The German grid code has no regulations for asymmetrical voltage sags, but demands ride-through capability for three-phase faults with the PCC voltage drop to zero for the maximum duration of 150 ms, followed by voltage recovery to 0.8 p.u. within 1.5 s. In USA, the older version of German LVRT curve has been adopted by FERC. Minimum voltage for this curve is 0.15 p.u for 0.625 s and the voltage recovery period is set at 3 s [11]. Similar requirements can be observed with EirGrid in Ireland [18]. The Spanish grid code requires WPPs to endure three-phase faults with PCC voltage down to 0.2 p.u. for 0.15 s, followed by the voltage recovery to
0.85 p.u. during the next 1 s. On the other hand, for two-phase faults, continuous operation of WPPs is requested at 0.6 p.u. for the maximum duration of 0.5 s [14]. The Indian grid code has varying fault clearing times with different nominal volt- ages at PCC. At 400 kV, fault clearing time is set at 100 ms, whereas at 220 and 66 kV the clearing times are set at 160 and 300 ms, respectively [16]. In Australian code, WPPs must remain connected for symmetrical as well as for asymmetrical faults with the voltage drop to 0 p.u. for 140 and 400 ms, respectively. The supply voltage has got to return to 0.7 p.u. in 2 s and 0.8 p.u. in 10 s [21].
High Voltage Ride Through
Voltage swell conditions at PCC can occur due to switching off large loads, energizing capacitor banks, or faults in the grid [40]. In order to ride through such a condition, a requirement known as high voltage ride through (HVRT) has been recently added in the grid codes of Germany, Spain, Denmark, and Australia. In USA, WECC sets high voltage boundary for all kinds of RPPs [41]. Figure 5
shows the HVRT requirement according to the Australian grid code. Table 8 lists the HVRT requirements for other grid codes in quantitative form. It is obvious that the Australian and Spanish grid codes have the most challenging HVRT regulations that insist WPPs to withstand voltage swell of 1.3 p.u [14, 21].

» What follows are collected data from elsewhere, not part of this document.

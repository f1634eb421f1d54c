//! Payment settlement & allocation persistence (spec §4.3/§4.4, C4).
//!
//! The payment gateway itself is out of scope (spec Non-goals) — this is a
//! deterministic mock settlement that always succeeds for non-zero totals,
//! giving the rest of the pipeline (allocation persistence, fee/payout
//! bookkeeping, settlement rollups) something real to exercise.

use std::sync::Arc;
use uuid::Uuid;

use rusqlite::{params, Connection};
use tokio::sync::Mutex;

use crate::domain::order::{platform_fee_and_payout, Order};
use crate::domain::payment::{PaymentAllocation, SellerSettlement};
use crate::domain::CheckoutSession;
use crate::error::AppError;
use crate::events::{Envelope, EventFabric, RoutingKey};

pub struct PaymentService {
    conn: Arc<Mutex<Connection>>,
    fabric: Arc<EventFabric>,
    platform_fee_pct: rust_decimal::Decimal,
}

impl PaymentService {
    pub fn new(
        db_path: &str,
        fabric: Arc<EventFabric>,
        platform_fee_pct: rust_decimal::Decimal,
    ) -> anyhow::Result<Self> {
        let conn = Connection::open(db_path)?;
        conn.execute_batch(
            "CREATE TABLE IF NOT EXISTS payment_allocations (
                id TEXT PRIMARY KEY,
                order_id TEXT NOT NULL,
                order_item_id TEXT NOT NULL,
                seller_id TEXT NOT NULL,
                gross_amount TEXT NOT NULL,
                platform_fee TEXT NOT NULL,
                net_payout TEXT NOT NULL,
                currency TEXT NOT NULL,
                status TEXT NOT NULL,
                created_at TEXT NOT NULL
            );
            CREATE TABLE IF NOT EXISTS seller_settlements (
                settlement_id TEXT PRIMARY KEY,
                seller_id TEXT NOT NULL,
                period_start TEXT NOT NULL,
                period_end TEXT NOT NULL,
                total_payout TEXT NOT NULL,
                currency TEXT NOT NULL,
                status TEXT NOT NULL
            );",
        )?;
        Ok(Self {
            conn: Arc::new(Mutex::new(conn)),
            fabric,
            platform_fee_pct,
        })
    }

    /// Builds one PaymentAllocation per OrderItem (spec §4.3 step 2: "Persist
    /// PaymentAllocation rows per item"), each item's fee/payout split from
    /// its own subtotal using the same banker's-rounded fee fraction the
    /// session used for its per-seller totals. Marks them Paid (mock gateway
    /// always succeeds here) and persists them.
    pub async fn settle_order(
        &self,
        order: &Order,
        session: &CheckoutSession,
        correlation_id: Uuid,
    ) -> Result<Vec<PaymentAllocation>, AppError> {
        let _ = session;
        let mut allocations = Vec::new();

        for item in &order.order_items {
            let gross = item.subtotal();
            let (fee, payout) = platform_fee_and_payout(&gross, self.platform_fee_pct);
            let mut allocation = PaymentAllocation::new(
                order.id,
                item.id,
                item.seller_id.clone(),
                gross,
                fee,
                payout,
            );
            allocation.mark_paid();
            allocations.push(allocation);
        }

        let conn = self.conn.lock().await;
        for alloc in &allocations {
            conn.execute(
                "INSERT INTO payment_allocations
                    (id, order_id, order_item_id, seller_id, gross_amount, platform_fee, net_payout, currency, status, created_at)
                 VALUES (?1,?2,?3,?4,?5,?6,?7,?8,?9,?10)",
                params![
                    alloc.id.to_string(),
                    alloc.order_id.to_string(),
                    alloc.order_item_id.to_string(),
                    alloc.seller_id,
                    alloc.gross_amount.amount.to_string(),
                    alloc.platform_fee.amount.to_string(),
                    alloc.net_payout.amount.to_string(),
                    alloc.net_payout.currency,
                    format!("{:?}", alloc.status),
                    alloc.created_at.to_rfc3339(),
                ],
            )
            .map_err(|e| AppError::unexpected(e.to_string()))?;
        }
        drop(conn);

        for alloc in &allocations {
            let envelope = Envelope::wrap(
                RoutingKey::OrderItemStatusChanged,
                correlation_id,
                &serde_json::json!({
                    "orderId": alloc.order_id,
                    "sellerId": alloc.seller_id,
                    "netPayout": alloc.net_payout,
                }),
            )
            .map_err(|e| AppError::unexpected(e.to_string()))?;
            self.fabric
                .publish(&envelope)
                .await
                .map_err(|e| AppError::transient(e.to_string()))?;
        }

        Ok(allocations)
    }

    /// §4.4 Settlement: rolls up Paid allocations for `seller_id` in
    /// [period_start, period_end) into one SellerSettlement row.
    pub async fn roll_up_settlement(
        &self,
        seller_id: &str,
        period_start: chrono::DateTime<chrono::Utc>,
        period_end: chrono::DateTime<chrono::Utc>,
    ) -> Result<Option<SellerSettlement>, AppError> {
        let conn = self.conn.lock().await;
        let mut stmt = conn
            .prepare(
                "SELECT id, order_id, order_item_id, seller_id, gross_amount, platform_fee, net_payout, currency, status, created_at
                 FROM payment_allocations
                 WHERE seller_id=?1 AND status='Paid' AND created_at >= ?2 AND created_at < ?3",
            )
            .map_err(|e| AppError::unexpected(e.to_string()))?;

        let rows = stmt
            .query_map(
                params![seller_id, period_start.to_rfc3339(), period_end.to_rfc3339()],
                |row| {
                    Ok(PaymentAllocation {
                        id: Uuid::parse_str(&row.get::<_, String>(0)?).unwrap(),
                        order_id: Uuid::parse_str(&row.get::<_, String>(1)?).unwrap(),
                        order_item_id: Uuid::parse_str(&row.get::<_, String>(2)?).unwrap(),
                        seller_id: row.get(3)?,
                        gross_amount: crate::domain::Money::new(
                            row.get::<_, String>(4)?.parse().unwrap(),
                            row.get::<_, String>(7)?,
                        )
                        .unwrap(),
                        platform_fee: crate::domain::Money::new(
                            row.get::<_, String>(5)?.parse().unwrap(),
                            row.get::<_, String>(7)?,
                        )
                        .unwrap(),
                        net_payout: crate::domain::Money::new(
                            row.get::<_, String>(6)?.parse().unwrap(),
                            row.get::<_, String>(7)?,
                        )
                        .unwrap(),
                        status: crate::domain::payment::PaymentAllocationStatus::Paid,
                        created_at: row.get::<_, String>(9)?.parse().unwrap(),
                    })
                },
            )
            .map_err(|e| AppError::unexpected(e.to_string()))?
            .collect::<Result<Vec<_>, _>>()
            .map_err(|e| AppError::unexpected(e.to_string()))?;
        drop(stmt);
        drop(conn);

        let settlement = SellerSettlement::roll_up(seller_id, period_start, period_end, &rows);

        if let Some(ref s) = settlement {
            let conn = self.conn.lock().await;
            conn.execute(
                "INSERT INTO seller_settlements
                    (settlement_id, seller_id, period_start, period_end, total_payout, currency, status)
                 VALUES (?1,?2,?3,?4,?5,?6,?7)",
                params![
                    s.settlement_id.to_string(),
                    s.seller_id,
                    s.period_start.to_rfc3339(),
                    s.period_end.to_rfc3339(),
                    s.total_payout.amount.to_string(),
                    s.total_payout.currency,
                    format!("{:?}", s.status),
                ],
            )
            .map_err(|e| AppError::unexpected(e.to_string()))?;
        }

        Ok(settlement)
    }

    pub async fn distinct_seller_ids(&self) -> Result<Vec<String>, AppError> {
        let conn = self.conn.lock().await;
        let mut stmt = conn
            .prepare("SELECT DISTINCT seller_id FROM payment_allocations WHERE status='Paid'")
            .map_err(|e| AppError::unexpected(e.to_string()))?;
        let rows = stmt
            .query_map([], |row| row.get::<_, String>(0))
            .map_err(|e| AppError::unexpected(e.to_string()))?
            .collect::<Result<Vec<_>, _>>()
            .map_err(|e| AppError::unexpected(e.to_string()))?;
        Ok(rows)
    }
}
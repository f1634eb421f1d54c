//! Idempotency tracking for event consumers (spec §4.1: "handlers MUST be
//! idempotent on (messageId, routingKey)... persist processed messageIds with
//! TTL equal to DLQ horizon").

use redis::AsyncCommands;
use std::time::Duration;
use tracing::debug;

pub struct IdempotencyStore {
    client: redis::Client,
    ttl: Duration,
}

impl IdempotencyStore {
    pub fn new(client: redis::Client, ttl: Duration) -> Self {
        Self { client, ttl }
    }

    /// Atomically marks `key` as processed iff it wasn't already. Returns
    /// `true` when this call is the first to see the key (i.e. the handler
    /// should proceed); `false` means it's a redelivery/duplicate to skip.
    pub async fn mark_if_new(&self, key: &str) -> redis::RedisResult<bool> {
        let mut conn = self.client.get_multiplexed_async_connection().await?;
        let set: bool = redis::cmd("SET")
            .arg(format!("idempotency:{key}"))
            .arg(1)
            .arg("NX")
            .arg("EX")
            .arg(self.ttl.as_secs())
            .query_async::<_, Option<String>>(&mut conn)
            .await
            .map(|v| v.is_some())?;

        if !set {
            debug!(key, "duplicate message suppressed by idempotency store");
        }
        Ok(set)
    }

    #[allow(dead_code)]
    async fn contains(&self, key: &str) -> redis::RedisResult<bool> {
        let mut conn = self.client.get_multiplexed_async_connection().await?;
        conn.exists(format!("idempotency:{key}")).await
    }
}
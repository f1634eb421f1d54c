//! Ephemeral CheckoutSession storage (spec §4.3: "sessions are ephemeral,
//! TTL-bound, and MUST NOT survive process restart as a durability
//! guarantee" — Redis with an expiry is the idiomatic fit, mirrored on the
//! `IdempotencyStore`'s `SET ... EX` pattern).

use redis::AsyncCommands;
use uuid::Uuid;

use crate::domain::CheckoutSession;
use crate::error::AppError;

pub struct SessionStore {
    client: redis::Client,
}

impl SessionStore {
    pub fn new(client: redis::Client) -> Self {
        Self { client }
    }

    fn key(session_id: Uuid) -> String {
        format!("checkout_session:{session_id}")
    }

    pub async fn save(&self, session: &CheckoutSession) -> Result<(), AppError> {
        let mut conn = self
            .client
            .get_multiplexed_async_connection()
            .await
            .map_err(|e| AppError::transient(e.to_string()))?;

        let ttl_secs = (session.expires_at - session.created_at)
            .num_seconds()
            .max(1) as u64;
        let body = serde_json::to_string(session).map_err(|e| AppError::unexpected(e.to_string()))?;

        conn.set_ex::<_, _, ()>(Self::key(session.session_id), body, ttl_secs)
            .await
            .map_err(|e| AppError::transient(e.to_string()))
    }

    pub async fn load(&self, session_id: Uuid) -> Result<Option<CheckoutSession>, AppError> {
        let mut conn = self
            .client
            .get_multiplexed_async_connection()
            .await
            .map_err(|e| AppError::transient(e.to_string()))?;

        let raw: Option<String> = conn
            .get(Self::key(session_id))
            .await
            .map_err(|e| AppError::transient(e.to_string()))?;

        match raw {
            Some(body) => {
                let session: CheckoutSession =
                    serde_json::from_str(&body).map_err(|e| AppError::unexpected(e.to_string()))?;
                Ok(Some(session))
            }
            None => Ok(None),
        }
    }

    pub async fn delete(&self, session_id: Uuid) -> Result<(), AppError> {
        let mut conn = self
            .client
            .get_multiplexed_async_connection()
            .await
            .map_err(|e| AppError::transient(e.to_string()))?;
        conn.del::<_, ()>(Self::key(session_id))
            .await
            .map_err(|e| AppError::transient(e.to_string()))
    }
}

Reactive Current Injection During Fault
Along with LVRT and HVRT capability curves, a few grid codes demand reactive current support at PCC during the fault period and/or fast active power recovery after the clearing of a fault. These rules are enforced by TSOs/regulators to utilize
the control potential of new WPPs to support stability during and after system faults. Grid codes of Germany, Spain, UK, and Australia define such regulations on the reactive power response during faults. The Australian grid code demands that if the voltage at PCC drops below 90 %, WPPs must provide capacitive reactive current of at least 4 % of their maximum continuous current for each 1 % reduction in the PCC voltage [21]. Figure 6 shows the reactive current injection rule in the German grid code, which has a similar regulation to the Australian code. However, in the German code, WPP requires the injection of 2 % reactive current for each percent reduction in the PCC voltage [13]. The British and Spanish codes state that WPPs must produce their maximum reactive current during a voltage dip at PCC due to grid fault [14, 19]. Some grid codes also specify the active power recovery time after the fault. The active power recovery requirement in the Irish grid code is stated as-‘‘WTG must be able to provide at least 90 % of its maximum active power within 1 s of the system voltage recovering to the normal operating range’’ [18].
Repetition of Faults
A distinctive disturbance attribute has been included in the Danish grid code where TSO demands WPPs in operation irrespective of quick repetition of faults. Generally such repetition is the result of unsuccessful line reclosing [6, 17]. According to that code, a wind turbine generation unit must have sufficient capacity to meet the above mentioned requirements. According to the Danish code, the WPP must have the capacity to withstand the following three independent sequences [23]:
(a) Minimum two single-phase ground faults within 2 min;
(b) Minimum two two-phase short circuits within 2 min;
(c) Minimum three-phase short circuits within 2 min.